Advances in Integration
Over a decade ago, the “Lighting For Tomorrow” competition instigated new and exciting energy efficient products into the market. Initially, products were created to prove that fluorescent didn’t need to be ugly, but LED appeared quickly thereafter and the whole landscape changed. Because we are fully enmeshed in the use of LED, that competition has been abandoned in favor of the “Integrated Home Competition.” By seamlessly linking HVAC, controls and lighting, the next level of energy savings might be met. Finding a system that is easy to use and requires minimal education for the consumer can take us to the next level of energy savings.
Cutting Bait on Existing Technology
Perhaps you noticed the news that Canada and a few states in America are considering a ban on HID, high-pressure sodium and Metal Halide lighting. The US got rid of Mercury Vapor a number of years ago. There is also a growing band of government entities who have already ended, or are in the process of ending, the use of fluorescent. LED is now the only real game in town. I have even seen OLEDs on a list of possible elimination in Europe because of its lack of efficacy. Ultimately, this means that the desire for increased energy efficiency has NOT disappeared.
Most industry experts and utility concerns understand that the next generation of energy savings will come from more effectively applied controls. Occupancy sensors, motion sensors, zoned lighting controls and a more generous collection of dimmers will all result in reduced lighting power demand. This may seem awfully incremental, but a study done by Pacific Gas & Electric in 2013 on an Ace Hardware Warehouse illustrated the impact controls could achieve.
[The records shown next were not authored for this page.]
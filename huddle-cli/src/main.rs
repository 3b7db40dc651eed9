use anyhow::Result;
use clap::{Parser, Subcommand};

mod client;
mod hub;

#[derive(Parser)]
#[command(name = "huddle")]
#[command(about = "Mesh video call client with a development rendezvous hub")]
struct Cli {
    #[command(subcommand)]
    command: Commands,
}

#[derive(Subcommand)]
enum Commands {
    /// Run the development rendezvous hub.
    Serve {
        #[arg(long, default_value = "127.0.0.1:8000")]
        addr: String,
    },

    /// Join a room as a headless client.
    Join {
        #[arg(long, default_value = "ws://127.0.0.1:8000/ws")]
        url: String,

        #[arg(long)]
        room: String,

        #[arg(long)]
        name: String,

        /// Authenticated identity; generated when omitted.
        #[arg(long)]
        id: Option<String>,
    },
}

#[tokio::main]
async fn main() -> Result<()> {
    tracing_subscriber::fmt()
        .with_env_filter(tracing_subscriber::EnvFilter::from_default_env())
        .init();

    match Cli::parse().command {
        Commands::Serve { addr } => hub::run(&addr).await,
        Commands::Join {
            url,
            room,
            name,
            id,
        } => client::run(&url, room, name, id).await,
    }
}
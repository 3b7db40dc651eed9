use crate::media::local_track::LocalTrack;
use crate::media::media_source::{MediaError, MediaSource, ScreenShare};
use std::sync::Arc;
use tokio::sync::Notify;
use tracing::{debug, info};

/// The set of tracks currently going out to every peer link: all audio
/// tracks plus the active video track (camera, or screen while sharing).
#[derive(Clone)]
pub struct LocalMediaBundle {
    pub audio_tracks: Vec<LocalTrack>,
    pub video_track: Option<LocalTrack>,
}

impl LocalMediaBundle {
    pub fn empty() -> Self {
        Self {
            audio_tracks: Vec::new(),
            video_track: None,
        }
    }
}

/// Owner of all local capture state. The sole mutator of track enablement
/// and of the camera/screen swap; peer links only ever read the bundle.
pub struct MediaSession {
    source: Arc<dyn MediaSource>,
    audio_tracks: Vec<LocalTrack>,
    camera_video: Option<LocalTrack>,
    screen: Option<ScreenShare>,
    muted: bool,
    video_off: bool,
}

impl MediaSession {
    pub fn new(source: Arc<dyn MediaSource>) -> Self {
        Self {
            source,
            audio_tracks: Vec::new(),
            camera_video: None,
            screen: None,
            muted: false,
            video_off: false,
        }
    }

    /// Acquire camera and microphone. On failure the session joins with no
    /// local tracks rather than failing the call.
    pub async fn acquire(&mut self) -> Result<(), MediaError> {
        let bundle = self.source.acquire_camera().await?;
        info!(
            "Local media acquired: {} audio track(s), video: {}",
            bundle.audio_tracks.len(),
            bundle.video_track.is_some()
        );
        self.audio_tracks = bundle.audio_tracks;
        self.camera_video = bundle.video_track;
        Ok(())
    }

    /// The tracks every peer link should currently be sending.
    pub fn bundle(&self) -> LocalMediaBundle {
        let video_track = match &self.screen {
            Some(share) => Some(share.track.clone()),
            None => self.camera_video.clone(),
        };
        LocalMediaBundle {
            audio_tracks: self.audio_tracks.clone(),
            video_track,
        }
    }

    pub fn is_muted(&self) -> bool {
        self.muted
    }

    pub fn is_video_off(&self) -> bool {
        self.video_off
    }

    pub fn is_screen_sharing(&self) -> bool {
        self.screen.is_some()
    }

    /// Flip audio enablement in place. Capture keeps running; nothing at the
    /// connection layer changes.
    pub fn toggle_mute(&mut self) -> bool {
        self.muted = !self.muted;
        for track in &self.audio_tracks {
            track.set_enabled(!self.muted);
        }
        debug!("Microphone muted: {}", self.muted);
        self.muted
    }

    /// Flip enablement of the active video track in place.
    pub fn toggle_video(&mut self) -> bool {
        self.video_off = !self.video_off;
        if let Some(track) = self.active_video() {
            track.set_enabled(!self.video_off);
        }
        debug!("Video off: {}", self.video_off);
        self.video_off
    }

    fn active_video(&self) -> Option<&LocalTrack> {
        match &self.screen {
            Some(share) => Some(&share.track),
            None => self.camera_video.as_ref(),
        }
    }

    /// Acquire a screen capture and return the track that should now be
    /// broadcast in place of the camera.
    pub async fn start_screen_share(&mut self) -> Result<LocalTrack, MediaError> {
        let share = self.source.acquire_screen().await?;
        let track = share.track.clone();
        track.set_enabled(!self.video_off);
        self.screen = Some(share);
        info!("Screen share started");
        Ok(track)
    }

    /// Release the screen capture and return the camera track to restore,
    /// if a camera is available. No-op when not sharing.
    pub fn stop_screen_share(&mut self) -> Option<LocalTrack> {
        if self.screen.take().is_none() {
            return None;
        }
        info!("Screen share stopped");
        if let Some(camera) = &self.camera_video {
            camera.set_enabled(!self.video_off);
        }
        self.camera_video.clone()
    }

    /// Notifier that fires if the active screen capture ends externally.
    pub fn screen_ended(&self) -> Option<Arc<Notify>> {
        self.screen.as_ref().map(|share| share.ended.clone())
    }

    /// Release every locally owned capture.
    pub fn stop_all(&mut self) {
        self.screen = None;
        self.audio_tracks.clear();
        self.camera_video = None;
    }
}
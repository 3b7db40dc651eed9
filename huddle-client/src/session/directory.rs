use huddle_core::{Participant, ParticipantId};
use std::collections::HashMap;

/// Derived, observable map of call membership. It has no authority of its
/// own: remote entries come from signaling evidence, the local entry from
/// local toggle actions, removals from leave notifications.
pub struct ParticipantDirectory {
    local_id: ParticipantId,
    entries: HashMap<ParticipantId, Participant>,
}

impl ParticipantDirectory {
    pub fn new(local: Participant) -> Self {
        let local_id = local.id.clone();
        let mut entries = HashMap::new();
        entries.insert(local_id.clone(), local);
        Self { local_id, entries }
    }

    /// Record a remote member from its first signaling evidence. Returns
    /// true when a new entry was created; known members are untouched.
    pub fn observe_remote(&mut self, id: &ParticipantId, display_name: Option<&str>) -> bool {
        if id == &self.local_id || self.entries.contains_key(id) {
            return false;
        }
        self.entries.insert(
            id.clone(),
            Participant::remote(id.clone(), display_name.unwrap_or("Guest")),
        );
        true
    }

    /// Remove a departed member. The local entry is never removed.
    pub fn remove(&mut self, id: &ParticipantId) -> bool {
        if id == &self.local_id {
            return false;
        }
        self.entries.remove(id).is_some()
    }

    pub fn set_local_muted(&mut self, muted: bool) {
        if let Some(local) = self.entries.get_mut(&self.local_id) {
            local.is_muted = muted;
        }
    }

    pub fn set_local_video_off(&mut self, video_off: bool) {
        if let Some(local) = self.entries.get_mut(&self.local_id) {
            local.is_video_off = video_off;
        }
    }

    pub fn contains(&self, id: &ParticipantId) -> bool {
        self.entries.contains_key(id)
    }

    pub fn len(&self) -> usize {
        self.entries.len()
    }

    pub fn is_empty(&self) -> bool {
        self.entries.is_empty()
    }

    /// Stable snapshot for publication: local member first, then remotes
    /// ordered by id.
    pub fn snapshot(&self) -> Vec<Participant> {
        let mut remotes: Vec<Participant> = self
            .entries
            .values()
            .filter(|p| !p.is_local)
            .cloned()
            .collect();
        remotes.sort_by(|a, b| a.id.0.cmp(&b.id.0));

        let mut all = Vec::with_capacity(remotes.len() + 1);
        if let Some(local) = self.entries.get(&self.local_id) {
            all.push(local.clone());
        }
        all.extend(remotes);
        all
    }
}
mod test_chat_passthrough;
The original fluorescent and HID lighting was swapped for, at the time, “new” LED luminaires. That move reduced energy consumption to 80% of original. By adding, dimming, daylight sensitive switches, occupancy controls, course zoning and fine zoning controls, the end result brought energy consumption to an incredibly low 7% (a 93% reduction of energy) of the baseline! If even a portion of that can be achieved in a residence, it must be considered a win.
You may read the entire PG&E report here: https://www.etcc-ca.com/sites/default/files/reports/ET12PGE3361%20LED%20High-Bay%20Lighting%20and%20Controls%20Assessment.pdf
The scientist at the University of Massachusetts, Amherst have created a biofilm that sticks to the skin and creates electricity from sweat. They imagine it to be used for all types of electronic wearables and electronic health devices. Combining this invention with the recently discovered need to have light delivered to our bodies in various angles and directions and the whole concept of how we use light and how it is powered might be upended.
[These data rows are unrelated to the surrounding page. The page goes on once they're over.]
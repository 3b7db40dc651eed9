use async_trait::async_trait;
use huddle_client::{LocalMediaBundle, RemoteStream, RoomObserver};
use huddle_core::{ChatMessage, Participant, ParticipantId};
use std::sync::{Arc, Mutex};

/// Observer that records everything the session publishes, for polling in
/// assertions.
#[derive(Default)]
pub struct TestObserver {
    participants: Mutex<Vec<Participant>>,
    local_bundle: Mutex<Option<LocalMediaBundle>>,
    removed_streams: Mutex<Vec<ParticipantId>>,
    chats: Mutex<Vec<ChatMessage>>,
}

impl TestObserver {
    pub fn new() -> Arc<Self> {
        Arc::new(Self::default())
    }

    pub fn participants(&self) -> Vec<Participant> {
        self.participants.lock().unwrap().clone()
    }

    pub fn local_participant(&self) -> Option<Participant> {
        self.participants().into_iter().find(|p| p.is_local)
    }

    pub fn local_video_track_id(&self) -> Option<String> {
        self.local_bundle
            .lock()
            .unwrap()
            .as_ref()
            .and_then(|b| b.video_track.as_ref().map(|t| t.id().to_owned()))
    }

    pub fn removed_streams(&self) -> Vec<ParticipantId> {
        self.removed_streams.lock().unwrap().clone()
    }

    pub fn chats(&self) -> Vec<ChatMessage> {
        self.chats.lock().unwrap().clone()
    }
}

#[async_trait]
impl RoomObserver for TestObserver {
    async fn on_participants_changed(&self, participants: Vec<Participant>) {
        *self.participants.lock().unwrap() = participants;
    }

    async fn on_remote_stream(&self, _stream: RemoteStream) {}

    async fn on_remote_stream_removed(&self, peer_id: ParticipantId) {
        self.removed_streams.lock().unwrap().push(peer_id);
    }

    async fn on_local_media_changed(&self, bundle: LocalMediaBundle) {
        *self.local_bundle.lock().unwrap() = Some(bundle);
    }

    async fn on_chat_message(&self, message: ChatMessage) {
        self.chats.lock().unwrap().push(message);
    }
}
impl RoomSession {
    pub fn new(
        config: SessionConfig,
        transport: Arc<dyn SignalingTransport>,
        transport_rx: mpsc::Receiver<TransportEvent>,
        media_source: Arc<dyn MediaSource>,
        observer: Arc<dyn RoomObserver>,
    ) -> (Self, RoomHandle) {
        let (command_tx, command_rx) = mpsc::channel(64);
        let (peer_tx, peer_rx) = mpsc::channel(256);

        let registry = PeerRegistry::new(config.peer.clone(), peer_tx);
        let ctx = SessionContext::new(registry.links());
        let directory = ParticipantDirectory::new(Participant::local(
            config.local_id.clone(),
            config.display_name.clone(),
        ));

        let session = Self {
            config,
            transport,
            transport_rx,
            transport_open: true,
            command_rx,
            peer_rx,
            registry,
            pending_ice: PendingIceBuffer::default(),
            directory,
            media: MediaSession::new(media_source),
            ctx,
            observer,
        };
        let handle = RoomHandle::new(command_tx);
        (session, handle)
    }

    /// Read-only view for the rendering collaborator.
    pub fn context(&self) -> SessionContext {
        self.ctx.clone()
    }

    pub async fn run(mut self) {
        info!("Room session started for room {}", self.config.room);
        self.start().await;

        loop {
            // Recomputed each turn: present only while a screen capture is
            // live, so the arm below wakes exactly on external capture end.
            let screen_notify = self.media.screen_ended();

            tokio::select! {
                evt = self.transport_rx.recv(), if self.transport_open => {
                    match evt {
                        Some(TransportEvent::Signal(msg)) => self.handle_signal(msg).await,
                        Some(TransportEvent::Closed) | None => {
                            warn!("Signaling transport lost; peer links stay up until leave");
                            self.transport_open = false;
                            self.observer.on_transport_closed().await;
                        }
                    }
                }

                Some(evt) = self.peer_rx.recv() => {
                    self.handle_peer_event(evt).await;
                }

                cmd = self.command_rx.recv() => {
                    match cmd {
                        Some(SessionCommand::Leave) | None => {
                            self.teardown().await;
                            break;
                        }
                        Some(cmd) => self.handle_command(cmd).await,
                    }
                }

                _ = async {
                    match &screen_notify {
                        Some(notify) => notify.notified().await,
                        None => std::future::pending().await,
                    }
                } => {
                    info!("Screen capture ended externally");
                    self.stop_screen_share().await;
                }
            }
        }

        info!("Room session finished");
    }

    /// Acquire local media, then announce ourselves to the room. Media
    /// failure degrades the local participant to video-off; it never
    /// prevents the join.
    async fn start(&mut self) {
        match self.media.acquire().await {
            Ok(()) => {
                self.observer
                    .on_local_media_changed(self.media.bundle())
                    .await;
            }
            Err(e) => {
                warn!("Joining without local media: {}", e);
                self.directory.set_local_video_off(true);
            }
        }
        self.publish_participants().await;

        self.send_signal(SignalMessage::Join {
            uuid: self.config.local_id.clone(),
            display_name: self.config.display_name.clone(),
            room: self.config.room.clone(),
        })
        .await;
    }

    async fn handle_signal(&mut self, msg: SignalMessage) {
        if msg.sender() == &self.config.local_id {
            return;
        }

        match msg {
            SignalMessage::Join {
                uuid, display_name, ..
            } => {
                self.observe_peer(&uuid, Some(&display_name)).await;

                // We were here first, so we are the initiator for this pair.
                let link = match self.registry.get_or_create(&uuid, &self.media.bundle()).await {
                    Ok(link) => link,
                    Err(e) => {
                        error!("Failed to create peer link for {}: {:?}", uuid, e);
                        return;
                    }
                };
                match link.create_offer().await {
                    Ok(sdp) => {
                        self.send_signal(SignalMessage::Offer {
                            uuid: self.config.local_id.clone(),
                            dest: uuid,
                            room: self.config.room.clone(),
                            sdp,
                            display_name: self.config.display_name.clone(),
                        })
                        .await;
                    }
                    Err(e) => error!("Failed to create offer for {}: {:?}", uuid, e),
                }
            }

            SignalMessage::Offer {
                uuid,
                sdp,
                display_name,
                ..
            } => {
                self.observe_peer(&uuid, Some(&display_name)).await;

                let link = match self.registry.get_or_create(&uuid, &self.media.bundle()).await {
                    Ok(link) => link,
                    Err(e) => {
                        error!("Failed to create peer link for {}: {:?}", uuid, e);
                        return;
                    }
                };
                if let Err(e) = link.apply_remote_offer(sdp).await {
                    error!("Dropping bad offer from {}: {:?}", uuid, e);
                    return;
                }
                self.drain_pending(&uuid, &link).await;

                match link.create_answer().await {
                    Ok(sdp) => {
                        self.send_signal(SignalMessage::Answer {
                            uuid: self.config.local_id.clone(),
                            dest: uuid,
                            room: self.config.room.clone(),
                            sdp,
                            display_name: self.config.display_name.clone(),
                        })
                        .await;
                    }
                    Err(e) => error!("Failed to create answer for {}: {:?}", uuid, e),
                }
            }

            SignalMessage::Answer {
                uuid,
                sdp,
                display_name,
                ..
            } => {
                self.observe_peer(&uuid, Some(&display_name)).await;

                let link = match self.registry.get_or_create(&uuid, &self.media.bundle()).await {
                    Ok(link) => link,
                    Err(e) => {
                        error!("Failed to create peer link for {}: {:?}", uuid, e);
                        return;
                    }
                };
                if let Err(e) = link.apply_remote_answer(sdp).await {
                    error!("Dropping bad answer from {}: {:?}", uuid, e);
                    return;
                }
                self.drain_pending(&uuid, &link).await;
            }

            SignalMessage::Ice { uuid, candidate, .. } => {
                match self.registry.get(&uuid) {
                    Some(link) if link.has_remote_description().await => {
                        // Transient per-candidate failures (duplicates and
                        // the like) must not disturb a healthy link.
                        if let Err(e) = link.add_ice_candidate(candidate).await {
                            warn!("Dropping ICE candidate for {}: {:?}", uuid, e);
                        }
                    }
                    _ => {
                        debug!("Buffering early ICE candidate for {}", uuid);
                        self.pending_ice.push(uuid, candidate);
                    }
                }
            }

            SignalMessage::ChatMessage {
                display_name,
                message,
                time,
                ..
            } => {
                self.observer
                    .on_chat_message(ChatMessage {
                        display_name,
                        message,
                        time,
                    })
                    .await;
            }

            SignalMessage::Drawing { uuid, payload, .. } => {
                self.observer.on_drawing(uuid, payload).await;
            }

            SignalMessage::UserLeft { uuid } => {
                info!("Participant {} left", uuid);
                self.remove_peer(&uuid).await;
            }
        }
    }

    async fn handle_peer_event(&mut self, evt: PeerEvent) {
        match evt {
            PeerEvent::CandidateGenerated(peer_id, candidate) => {
                self.send_signal(SignalMessage::Ice {
                    uuid: self.config.local_id.clone(),
                    dest: peer_id,
                    room: self.config.room.clone(),
                    candidate,
                })
                .await;
            }

            PeerEvent::TrackReceived(peer_id, track) => {
                let stream = self.ctx.add_remote_track(&peer_id, track);
                self.observer.on_remote_stream(stream).await;
            }

            PeerEvent::StateChanged(peer_id, state) => {
                debug!("Link to {} is now {:?}", peer_id, state);
            }
        }
    }

    async fn handle_command(&mut self, cmd: SessionCommand) {
        match cmd {
            SessionCommand::ToggleMute => {
                let muted = self.media.toggle_mute();
                self.directory.set_local_muted(muted);
                self.publish_participants().await;
            }

            SessionCommand::ToggleVideo => {
                let video_off = self.media.toggle_video();
                self.directory.set_local_video_off(video_off);
                self.publish_participants().await;
            }

            SessionCommand::ToggleScreenShare => {
                if self.media.is_screen_sharing() {
                    self.stop_screen_share().await;
                } else {
                    self.start_screen_share().await;
                }
            }

            SessionCommand::SendChat(text) => {
                self.send_signal(SignalMessage::ChatMessage {
                    uuid: self.config.local_id.clone(),
                    room: self.config.room.clone(),
                    display_name: self.config.display_name.clone(),
                    message: text,
                    time: None,
                })
                .await;
            }

            SessionCommand::SendDrawing(payload) => {
                self.send_signal(SignalMessage::Drawing {
                    uuid: self.config.local_id.clone(),
                    room: self.config.room.clone(),
                    payload,
                })
                .await;
            }

            // Leave is intercepted by the run loop.
            SessionCommand::Leave => {}
        }
    }

    async fn start_screen_share(&mut self) {
        match self.media.start_screen_share().await {
            Ok(track) => {
                self.registry.replace_video(&track).await;
                self.observer
                    .on_local_media_changed(self.media.bundle())
                    .await;
            }
            Err(e) => warn!("Screen share unavailable: {}", e),
        }
    }

    async fn stop_screen_share(&mut self) {
        if !self.media.is_screen_sharing() {
            return;
        }
        if let Some(camera) = self.media.stop_screen_share() {
            self.registry.replace_video(&camera).await;
        }
        self.observer
            .on_local_media_changed(self.media.bundle())
            .await;
    }

    /// Record a peer from signaling evidence, publishing the new membership
    /// if the entry is fresh.
    async fn observe_peer(&mut self, peer_id: &ParticipantId, display_name: Option<&str>) {
        if self.directory.observe_remote(peer_id, display_name) {
            self.publish_participants().await;
        }
    }

    /// Apply every candidate buffered for this peer, in arrival order. The
    /// caller has just committed the remote description, so the queue is
    /// retired here and never recreated for this exchange.
    async fn drain_pending(&mut self, peer_id: &ParticipantId, link: &Arc<PeerLink>) {
        let queued = self.pending_ice.drain(peer_id);
        if queued.is_empty() {
            return;
        }
        debug!("Draining {} buffered ICE candidate(s) for {}", queued.len(), peer_id);
        for candidate in queued {
            if let Err(e) = link.add_ice_candidate(candidate).await {
                warn!("Dropping buffered ICE candidate for {}: {:?}", peer_id, e);
            }
        }
    }

    /// Close and forget everything about a departed peer. Safe to run twice:
    /// every step tolerates an already-removed peer.
    async fn remove_peer(&mut self, peer_id: &ParticipantId) {
        self.registry.remove(peer_id).await;
        self.pending_ice.clear(peer_id);

        if self.ctx.remove_stream(peer_id) {
            self.observer.on_remote_stream_removed(peer_id.clone()).await;
        }
        if self.directory.remove(peer_id) {
            self.publish_participants().await;
        }
    }

    /// Full teardown in one task: every link closed, every local track
    /// stopped, transport disconnected. Nothing is left half-open.
    async fn teardown(&mut self) {
        info!("Leaving room {}", self.config.room);
        self.registry.close_all().await;
        self.pending_ice.clear_all();
        self.media.stop_all();
        self.ctx.clear();
        self.transport.close().await;
    }

    async fn publish_participants(&self) {
        let snapshot = self.directory.snapshot();
        self.ctx.sync_participants(&snapshot);
        self.observer.on_participants_changed(snapshot).await;
    }

    async fn send_signal(&self, msg: SignalMessage) {
        if let Err(e) = self.transport.send(msg).await {
            error!("Failed to send signal: {}", e);
        }
    }
}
The researchers further believe that additional energy could be extracted from the naturally occurring process of evaporation. Apparently, half of the sun’s energy is lost in its transition to the earth. They believe they can capture some of that loss and turn it back into a usable resource. Yes, I know. This is wild. It seems so odd that we could extract energy from sweat and evaporation, but back in 1917 the concept of electroluminescence from solid-state diodes led us to LED today. With that as a baseline, almost anything is possible.
I have been saying for years that I didn’t understand why integrated LED recessed cans have maintained their 6” size. There is no reason for such a large hole in the ceiling now that diodes are delivering illumination. At the very least, I assumed the industry would swap to 4” as more of a standard. A number of smaller pieces have shown up on the market, but their output have been closer to recessed MR16 performance than the larger units.
Imagine my delight when I found the new CSL Whisper. This is a trimless ½” diameter recessed downlight. Checking out the specifications, it looks like the 50° optics deliver excellent light amounts. (A center-beam candle power of 1398.) While no recessed light placement is “rule-of-thumb,” numbers like this should work great in 10’-0” ceiling heights. A tighter 30° beam angle will be effective in tall locations or in areas with lower reflectance. Because of the extremely small size, glare should be very low. Checking out the installation instructions, it shows a very simple task. Clearly easier than installing that huge metal box in the plenum. This appears to be exactly what I had hoped would happen once some smart engineers started to think outside the 6” can. I have not yet seen the unit installed, but I sure am encouraged!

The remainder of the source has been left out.